Apparently, the scans ‘belonged’ to Blackpool, and not Preston. One NHS? Shared patient records? Left shift, from analogue to digital? It was disappointing for sure. I was also reminded, in a PTSD type of way, of that dreadful experience, of sitting in a cold, noisy, uncomfortable and overcrowded ED waiting room for hours, waiting for someone to see Jane and tell us what was going on. That said, Blackpool ED is no different from many (most) accident and emergency departments in England.

Many EDs are not fit for contemporary emergency care. They are overcrowded, both because of the unremitting and increasing demand for help and care and because it can be so difficult to find a bed for those who need inpatient care. Increasingly, EDs are being negatively characterised by ‘corridor care’ as being the norm. These are not places you really want to be in, if you can help it. Despite this over 35% of those folk attending an ED for health care don’t actually need emergency care.
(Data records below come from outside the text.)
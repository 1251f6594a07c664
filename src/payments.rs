//! Payment-confirmation reconciliation.
//!
//! There is no payment gateway: customers pay through an external UPI app
//! and self-report the bank's UTR here. Attaching a confirmation is
//! independent of the order lifecycle and never advances `status`; staff
//! reconcile the claim manually over WhatsApp. Unlike the status log, a
//! confirmation is last-write-wins: a second submission replaces the
//! first entirely. That asymmetry is deliberate (it mirrors how the shop
//! actually operates) and is isolated behind this module so switching to
//! an append history later stays local.

use chrono::Utc;
use rusqlite::{params, OptionalExtension};
use serde::{Deserialize, Serialize};
use tracing::info;

use crate::db::DbState;
use crate::orders::Order;

/// Placeholder payment-method id the frontend always sends today.
pub const DEFAULT_PAYMENT_METHOD_ID: i64 = 1;

/// Payment rails offered in the UTR form. Display-only; the UTR is never
/// validated against the rail.
pub const PAYMENT_RAILS: [&str; 4] = ["Google Pay", "PhonePe", "Paytm", "Other"];

/// Default rail pre-selected in the UTR form.
pub const DEFAULT_PAYMENT_RAIL: &str = "Google Pay";

/// A customer-asserted payment record.
#[derive(Debug, Clone, Serialize, Deserialize)]
#[serde(rename_all = "camelCase")]
pub struct PaymentConfirmation {
    pub utr: String,
    pub paid_via: String,
    pub paid_at: String,
    pub payment_method_id: i64,
}

/// Attach a payment confirmation to an order.
///
/// Re-validates the UTR (non-empty after trimming) even though the form
/// already does; an empty claim must never reach the store. Replaces any
/// prior confirmation wholesale. Unknown order id is `Ok(None)`.
pub fn attach_payment_confirmation(
    db: &DbState,
    order_id: i64,
    utr: &str,
    paid_via: &str,
    payment_method_id: i64,
    paid_at: Option<String>,
) -> Result<Option<Order>, String> {
    let utr = utr.trim();
    if utr.is_empty() {
        return Err("UTR is required".into());
    }

    let paid_at = paid_at
        .map(|s| s.trim().to_string())
        .filter(|s| !s.is_empty())
        .unwrap_or_else(|| Utc::now().to_rfc3339());

    let conn = db.conn.lock().map_err(|e| e.to_string())?;
    let had_previous: Option<Option<String>> = conn
        .query_row(
            "SELECT pc_utr FROM orders WHERE id = ?1",
            params![order_id],
            |row| row.get(0),
        )
        .optional()
        .map_err(|e| format!("check order: {e}"))?;

    let Some(previous_utr) = had_previous else {
        return Ok(None);
    };

    conn.execute(
        "UPDATE orders SET
            pc_utr = ?1,
            pc_paid_via = ?2,
            pc_paid_at = ?3,
            pc_payment_method_id = ?4,
            payment_method_id = ?4
         WHERE id = ?5",
        params![utr, paid_via, paid_at, payment_method_id, order_id],
    )
    .map_err(|e| format!("attach payment confirmation: {e}"))?;

    info!(
        order_id,
        paid_via,
        replaced = previous_utr.is_some(),
        "Payment confirmation attached"
    );
    drop(conn);

    crate::orders::get_order(db, order_id)
}

/// Read an order's current payment confirmation. Unknown order id or an
/// order without a confirmation both come back as `Ok(None)`.
pub fn get_payment_confirmation(
    db: &DbState,
    order_id: i64,
) -> Result<Option<PaymentConfirmation>, String> {
    let conn = db.conn.lock().map_err(|e| e.to_string())?;
    let row = conn
        .query_row(
            "SELECT pc_utr, pc_paid_via, pc_paid_at, pc_payment_method_id
             FROM orders WHERE id = ?1",
            params![order_id],
            |row| {
                Ok((
                    row.get::<_, Option<String>>(0)?,
                    row.get::<_, Option<String>>(1)?,
                    row.get::<_, Option<String>>(2)?,
                    row.get::<_, Option<i64>>(3)?,
                ))
            },
        )
        .optional()
        .map_err(|e| format!("read payment confirmation: {e}"))?;

    Ok(row.and_then(|(utr, paid_via, paid_at, method_id)| {
        utr.map(|utr| PaymentConfirmation {
            utr,
            paid_via: paid_via.unwrap_or_default(),
            paid_at: paid_at.unwrap_or_default(),
            payment_method_id: method_id.unwrap_or(DEFAULT_PAYMENT_METHOD_ID),
        })
    }))
}

#[cfg(test)]
mod tests {
    use super::*;
    use crate::db;
    use crate::orders::{create_order, get_order};
    use rusqlite::Connection;

    fn test_db() -> DbState {
        let conn = Connection::open_in_memory().expect("open in-memory db");
        conn.execute_batch(
            "PRAGMA foreign_keys = ON;
             PRAGMA busy_timeout = 5000;",
        )
        .expect("pragma setup");
        db::run_migrations_for_test(&conn);
        DbState {
            conn: std::sync::Mutex::new(conn),
            db_path: std::path::PathBuf::from(":memory:"),
        }
    }

    #[test]
    fn attach_sets_confirmation_without_touching_status() {
        let db = test_db();
        let order = create_order(&db, 1, "Half Plate", 50, 2, "customer").unwrap();

        let updated =
            attach_payment_confirmation(&db, order.id, "UTR001122", "PhonePe", 1, None)
                .unwrap()
                .unwrap();

        let pc = updated.payment_confirmation.expect("confirmation set");
        assert_eq!(pc.utr, "UTR001122");
        assert_eq!(pc.paid_via, "PhonePe");
        assert_eq!(updated.status, crate::orders::OrderStatus::Pending);
        // No status event was appended by the payment path
        assert_eq!(updated.status_events.len(), 1);
    }

    #[test]
    fn second_submission_overwrites_first() {
        let db = test_db();
        let order = create_order(&db, 2, "Full Plate", 80, 2, "customer").unwrap();

        attach_payment_confirmation(&db, order.id, "UTR-FIRST", "Paytm", 1, None).unwrap();
        let before = get_payment_confirmation(&db, order.id).unwrap().unwrap();
        assert_eq!(before.utr, "UTR-FIRST");

        attach_payment_confirmation(&db, order.id, "UTR-SECOND", "Google Pay", 1, None).unwrap();
        let after = get_payment_confirmation(&db, order.id).unwrap().unwrap();
        assert_eq!(after.utr, "UTR-SECOND");
        assert_eq!(after.paid_via, "Google Pay");
    }

    #[test]
    fn utr_must_be_non_empty_after_trimming() {
        let db = test_db();
        let order = create_order(&db, 1, "Half Plate", 50, 2, "customer").unwrap();

        assert!(attach_payment_confirmation(&db, order.id, "", "Paytm", 1, None).is_err());
        assert!(attach_payment_confirmation(&db, order.id, "   ", "Paytm", 1, None).is_err());
        assert!(get_payment_confirmation(&db, order.id).unwrap().is_none());

        // Surrounding whitespace is stripped before storage
        attach_payment_confirmation(&db, order.id, "  UTR42  ", "Paytm", 1, None).unwrap();
        let pc = get_payment_confirmation(&db, order.id).unwrap().unwrap();
        assert_eq!(pc.utr, "UTR42");
    }

    #[test]
    fn unknown_order_id_is_none_not_error() {
        let db = test_db();
        assert!(
            attach_payment_confirmation(&db, 999, "UTR9", "Other", 1, None)
                .unwrap()
                .is_none()
        );
        assert!(get_payment_confirmation(&db, 999).unwrap().is_none());
    }

    #[test]
    fn client_supplied_paid_at_is_preserved() {
        let db = test_db();
        let order = create_order(&db, 1, "Half Plate", 50, 2, "customer").unwrap();
        attach_payment_confirmation(
            &db,
            order.id,
            "UTR77",
            "Google Pay",
            1,
            Some("2026-08-01T10:00:00+00:00".into()),
        )
        .unwrap();
        let pc = get_payment_confirmation(&db, order.id).unwrap().unwrap();
        assert_eq!(pc.paid_at, "2026-08-01T10:00:00+00:00");

        let reloaded = get_order(&db, order.id).unwrap().unwrap();
        assert_eq!(
            reloaded.payment_confirmation.unwrap().paid_at,
            "2026-08-01T10:00:00+00:00"
        );
    }
}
Why do they go there?

If these difficulties are true for those presenting with some physical problem, it’s arguably more so for those experiencing a mental health crisis. Although people with mental health problems account for about 2% of all those who attend an ED*, one in four people presenting with a mental health problem will wait longer than 12 hours there. This compares to one in 10 of all other patients. Waiting in an overcrowded, noisy, busy and often chaotic environment is unlikely to be conducive to reducing distress or agitation.

The NHS 10 Year Health Plan recognised the problems experienced by healthcare professionals in responding appropriately, and in a timely way, to the needs of those attending ED in a mental health crisis. The plan sets out a transformational investment of £120 million over the next decade to develop a range of specialist mental health crisis assessment centres. These are to be located in, or co-located with existing EDs.
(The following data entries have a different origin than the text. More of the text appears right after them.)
//! APK availability probes.
//!
//! The download buttons only render when a HEAD probe says the APK is
//! actually there. Every failure mode — timeout, transport error,
//! non-2xx — collapses to "unavailable"; the user message deliberately
//! does not distinguish a 404 from a flaky network.

use std::time::Duration;
use tracing::info;

/// Probe budget. After this the result is "unavailable", never a hang.
const PROBE_TIMEOUT: Duration = Duration::from_secs(5);

/// One downloadable app build.
#[derive(Debug, Clone, Copy)]
pub struct ApkConfig {
    pub url: &'static str,
    pub version: &'static str,
    pub label: &'static str,
    pub filename: &'static str,
    pub unavailable_message: &'static str,
}

pub const CUSTOMER_APK: ApkConfig = ApkConfig {
    url: "https://brobrofoods.app/downloads/bro-bro-foods.apk",
    version: "1.0.0",
    label: "Bro Bro Foods",
    filename: "bro-bro-foods.apk",
    unavailable_message: "The app is being prepared. Please check back in a few minutes.",
};

pub const ADMIN_APK: ApkConfig = ApkConfig {
    url: "https://brobrofoods.app/downloads/bro-bro-foods-admin.apk",
    version: "1.0.0",
    label: "Bro Bro Foods Admin",
    filename: "bro-bro-foods-admin.apk",
    unavailable_message: "Admin app is being prepared. Please check back later.",
};

/// Resolve a probe target by kind ("customer" or "admin").
pub fn apk_by_kind(kind: &str) -> Result<&'static ApkConfig, String> {
    match kind.trim() {
        "" | "customer" => Ok(&CUSTOMER_APK),
        "admin" => Ok(&ADMIN_APK),
        other => Err(format!("Unknown APK kind: {other}")),
    }
}

fn probe_client() -> Result<reqwest::Client, String> {
    reqwest::Client::builder()
        .timeout(PROBE_TIMEOUT)
        .build()
        .map_err(|e| format!("probe client: {e}"))
}

/// HEAD the APK URL. `false` on timeout, transport failure, or any
/// non-success status; this never returns an error to the caller.
pub async fn check_availability(url: &str) -> bool {
    let client = match probe_client() {
        Ok(c) => c,
        Err(_) => return false,
    };
    match client.head(url).send().await {
        Ok(resp) => {
            let available = resp.status().is_success();
            info!(url, available, "APK availability probe");
            available
        }
        Err(e) => {
            info!(url, error = %e, "APK availability probe failed");
            false
        }
    }
}

/// Content-Length of the APK formatted for display, or `None` when the
/// probe fails or the server does not report a usable length.
pub async fn content_size(url: &str) -> Option<String> {
    let client = probe_client().ok()?;
    let resp = client.head(url).send().await.ok()?;
    if !resp.status().is_success() {
        return None;
    }
    let bytes = resp.content_length()?;
    Some(format_size_mb(bytes))
}

/// Render a byte count as megabytes with one decimal, e.g. "12.4 MB".
fn format_size_mb(bytes: u64) -> String {
    let megabytes = bytes as f64 / (1024.0 * 1024.0);
    format!("{megabytes:.1} MB")
}

#[cfg(test)]
mod tests {
    use super::*;

    #[test]
    fn size_formatting() {
        assert_eq!(format_size_mb(13_002_342), "12.4 MB");
        assert_eq!(format_size_mb(1024 * 1024), "1.0 MB");
        assert_eq!(format_size_mb(0), "0.0 MB");
    }

    #[test]
    fn apk_kinds_resolve() {
        assert_eq!(apk_by_kind("customer").unwrap().filename, "bro-bro-foods.apk");
        assert_eq!(apk_by_kind("").unwrap().filename, "bro-bro-foods.apk");
        assert_eq!(
            apk_by_kind("admin").unwrap().filename,
            "bro-bro-foods-admin.apk"
        );
        assert!(apk_by_kind("kiosk").is_err());
    }

    #[tokio::test]
    async fn unreachable_host_collapses_to_unavailable() {
        // Reserved TLD guarantees resolution failure without network access
        assert!(!check_availability("https://apk.probe.invalid/app.apk").await);
        assert!(content_size("https://apk.probe.invalid/app.apk")
            .await
            .is_none());
    }
}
There are currently 10 pilot sites across the NHS. One of which is at the Blackpool Victoria Hospital ED. It is co-located next to the main ED. Anyone who is triaged as needing a mental health assessment, can get this by literally stepping across the road.

Whilst some have described this policy approach as being almost Cartesian in approach (splitting the mind from the body), services such as the Blackpool one can provide access to both mental and physical health care expertise. The Centre for Mental Health note that some 42% of people presenting at their ED with a mental health problem will also be flagged with a non-mental health diagnosis. Whilst liaison psychiatry services can help here, often these folk are few and far between in EDs.

I welcome these developments in mental health crisis care, well at least the Blackpool type model. But I also know that such services won’t, in themselves, deal with the problem of finding a bed where inpatient care is the appropriate way forward. Likewise, I also know that some 70% of people who chose suicide as a way of resolving their mental health problems, haven’t been anywhere near an ED. There really is no health without mental health, and finding ways of recognising this in practical ways has always been a challenge. However, improving ED mental health crisis services does feel like a positive step in transforming how good mental health care might be provided.

 

* Despite recent announcements to invest in mental health care, mental illness represents 20% of the UK’s disease burden but receives only 10% of health funding.